The Quiet Exodus
There is a quiet exodus happening.
When I look around, I see 40-somethings and their families slowly decoupling from the systems that defined the 20th century. They are trading public schools for homeschooling. They are trading processed food for local CSAs. They are trading corporate funerals for green burials. They are trading "banking" for decentralized finance.
They aren't Luddites. They love the ease of modern technology. But they are exhausted by institutions.
They want agency. They want simplicity. They want their data back. And most of all, they want their attention back.
The Hardware Problem
I realized that this movement—the "Post-Institutional" shift—has a hardware problem. We have the desire to live differently, but we are still using software built by the attention economy to do it.
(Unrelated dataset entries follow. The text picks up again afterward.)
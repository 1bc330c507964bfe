use serde::{Deserialize, Serialize};

use crate::config::fallback_thresholds;
use crate::error::AppError;

// ---------------------------------------------------------------------------
// Market record
// ---------------------------------------------------------------------------

/// One named market region from the externally maintained rental dataset.
#[derive(Debug, Clone, Serialize, Deserialize)]
pub struct MarketRecord {
    pub region_id: i64,
    /// Center of the market, decimal degrees.
    pub latitude: f64,
    pub longitude: f64,
    /// A coordinate within this distance of the center is "in" the market.
    pub radius_miles: f64,
    /// National size ranking; rank 1 is the largest metro.
    pub size_rank: u32,
    /// Always recomputed from size_rank at load time — a stored tier is only
    /// ever cross-checked, never trusted.
    pub tier: MarketTier,
    pub city_state: String,
    pub monthly_rental_average: Option<f64>,
    pub yoy_growth: Option<f64>,
}

// ---------------------------------------------------------------------------
// Market tier
// ---------------------------------------------------------------------------

/// Discrete market size classification, coarser than size_rank.
#[derive(Debug, Clone, Copy, PartialEq, Eq, PartialOrd, Ord, Hash, Serialize, Deserialize)]
#[serde(rename_all = "snake_case")]
pub enum MarketTier {
    /// size_rank 1–25
    MajorMetro,
    /// size_rank 26–100
    LargeMetro,
    /// size_rank 101–300
    MidSizeCity,
    /// size_rank 301+
    SmallCity,
}

impl MarketTier {
    pub fn from_size_rank(size_rank: u32) -> Self {
        match size_rank {
            0..=25 => MarketTier::MajorMetro,
            26..=100 => MarketTier::LargeMetro,
            101..=300 => MarketTier::MidSizeCity,
            _ => MarketTier::SmallCity,
        }
    }

    /// Fallback tiering by raw property count, for target coordinates no
    /// catalog market covers (rural areas, dataset gaps).
    pub fn from_property_count(count: u32) -> Self {
        if count >= fallback_thresholds::TIER1_MIN {
            MarketTier::MajorMetro
        } else if count >= fallback_thresholds::TIER2_MIN {
            MarketTier::LargeMetro
        } else if count >= fallback_thresholds::TIER3_MIN {
            MarketTier::MidSizeCity
        } else {
            MarketTier::SmallCity
        }
    }

    pub fn as_number(self) -> u8 {
        match self {
            MarketTier::MajorMetro => 1,
            MarketTier::LargeMetro => 2,
            MarketTier::MidSizeCity => 3,
            MarketTier::SmallCity => 4,
        }
    }

    pub fn label(self) -> &'static str {
        match self {
            MarketTier::MajorMetro => "Major Metro",
            MarketTier::LargeMetro => "Large Metro",
            MarketTier::MidSizeCity => "Mid-Size City",
            MarketTier::SmallCity => "Small City",
        }
    }
}

impl TryFrom<i64> for MarketTier {
    type Error = AppError;

    /// Numeric tier as stored in the dataset. Anything outside 1–4 is a data
    /// error and must not be coerced to a default.
    fn try_from(value: i64) -> Result<Self, AppError> {
        match value {
            1 => Ok(MarketTier::MajorMetro),
            2 => Ok(MarketTier::LargeMetro),
            3 => Ok(MarketTier::MidSizeCity),
            4 => Ok(MarketTier::SmallCity),
            other => Err(AppError::InvalidTier(other)),
        }
    }
}

impl std::fmt::Display for MarketTier {
    fn fmt(&self, f: &mut std::fmt::Formatter<'_>) -> std::fmt::Result {
        write!(f, "{} ({})", self.as_number(), self.label())
    }
}

// ---------------------------------------------------------------------------
// Capacity classification
// ---------------------------------------------------------------------------

/// User-facing status of an observed candidate-pool size.
#[derive(Debug, Clone, Copy, PartialEq, Eq, Serialize, Deserialize)]
#[serde(rename_all = "kebab-case")]
pub enum CapacityStatus {
    TooLow,
    Good,
    SweetSpot,
    TooHigh,
}

impl CapacityStatus {
    /// Fixed guidance per status — independent of tier and count.
    pub fn guidance(self) -> &'static str {
        match self {
            CapacityStatus::TooLow => {
                "Insufficient for quality recommendations - expand criteria"
            }
            CapacityStatus::Good => "Good pool for quality recommendations",
            CapacityStatus::SweetSpot => {
                "Excellent pool for diverse, high-quality recommendations!"
            }
            CapacityStatus::TooHigh => "Too broad - recommendations may lack focus",
        }
    }
}

impl std::fmt::Display for CapacityStatus {
    fn fmt(&self, f: &mut std::fmt::Formatter<'_>) -> std::fmt::Result {
        let s = match self {
            CapacityStatus::TooLow => "too-low",
            CapacityStatus::Good => "good",
            CapacityStatus::SweetSpot => "sweet-spot",
            CapacityStatus::TooHigh => "too-high",
        };
        write!(f, "{s}")
    }
}

/// The five contiguous segments of the capacity scale. The two good bands
/// report the same status but are distinct segments on the indicator bar.
#[derive(Debug, Clone, Copy, PartialEq, Eq, Serialize, Deserialize)]
#[serde(rename_all = "snake_case")]
pub enum CapacityBand {
    TooLow,
    GoodLeft,
    SweetSpot,
    GoodRight,
    TooHigh,
}

impl CapacityBand {
    pub fn status(self) -> CapacityStatus {
        match self {
            CapacityBand::TooLow => CapacityStatus::TooLow,
            CapacityBand::GoodLeft | CapacityBand::GoodRight => CapacityStatus::Good,
            CapacityBand::SweetSpot => CapacityStatus::SweetSpot,
            CapacityBand::TooHigh => CapacityStatus::TooHigh,
        }
    }
}

#[cfg(test)]
mod tests {
    use super::*;

    #[test]
    fn tier_from_size_rank_boundaries() {
        assert_eq!(MarketTier::from_size_rank(1), MarketTier::MajorMetro);
        assert_eq!(MarketTier::from_size_rank(25), MarketTier::MajorMetro);
        assert_eq!(MarketTier::from_size_rank(26), MarketTier::LargeMetro);
        assert_eq!(MarketTier::from_size_rank(100), MarketTier::LargeMetro);
        assert_eq!(MarketTier::from_size_rank(101), MarketTier::MidSizeCity);
        assert_eq!(MarketTier::from_size_rank(300), MarketTier::MidSizeCity);
        assert_eq!(MarketTier::from_size_rank(301), MarketTier::SmallCity);
        assert_eq!(MarketTier::from_size_rank(915), MarketTier::SmallCity);
    }

    #[test]
    fn tier_from_size_rank_is_monotonic() {
        let mut prev = MarketTier::from_size_rank(1);
        for rank in 2..=1000 {
            let tier = MarketTier::from_size_rank(rank);
            assert!(tier >= prev, "tier regressed at rank {rank}");
            prev = tier;
        }
    }

    #[test]
    fn fallback_tiering_thresholds() {
        assert_eq!(MarketTier::from_property_count(8000), MarketTier::MajorMetro);
        assert_eq!(MarketTier::from_property_count(7999), MarketTier::LargeMetro);
        assert_eq!(MarketTier::from_property_count(1500), MarketTier::LargeMetro);
        assert_eq!(MarketTier::from_property_count(1000), MarketTier::LargeMetro);
        assert_eq!(MarketTier::from_property_count(999), MarketTier::MidSizeCity);
        assert_eq!(MarketTier::from_property_count(300), MarketTier::MidSizeCity);
        assert_eq!(MarketTier::from_property_count(299), MarketTier::SmallCity);
        assert_eq!(MarketTier::from_property_count(0), MarketTier::SmallCity);
    }

    #[test]
    fn stored_tier_outside_range_is_rejected() {
        assert!(MarketTier::try_from(0).is_err());
        assert!(MarketTier::try_from(5).is_err());
        assert!(MarketTier::try_from(-1).is_err());
        assert_eq!(MarketTier::try_from(3).unwrap(), MarketTier::MidSizeCity);
    }

    #[test]
    fn good_bands_collapse_to_one_status() {
        assert_eq!(CapacityBand::GoodLeft.status(), CapacityStatus::Good);
        assert_eq!(CapacityBand::GoodRight.status(), CapacityStatus::Good);
    }
}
That's the tension. We want to opt out of systems designed to capture our attention, but the tools we use to build alternatives are themselves built on the same extractive principles.
The Alternative
What if we built software differently?
What if utility came first—solve the problem, then get out of the way? What if we designed tools that were addiction-free—no infinite scrolls, no doom-loops, no dark patterns? What if users owned their data, could export it, could leave whenever they wanted?
This is the thesis behind Hi-Low Studio.
We're building digital supports for analog living. Tools that help you do the thing you came to do, then return to your life offline.
The parallel economy needs better rails. We're building them.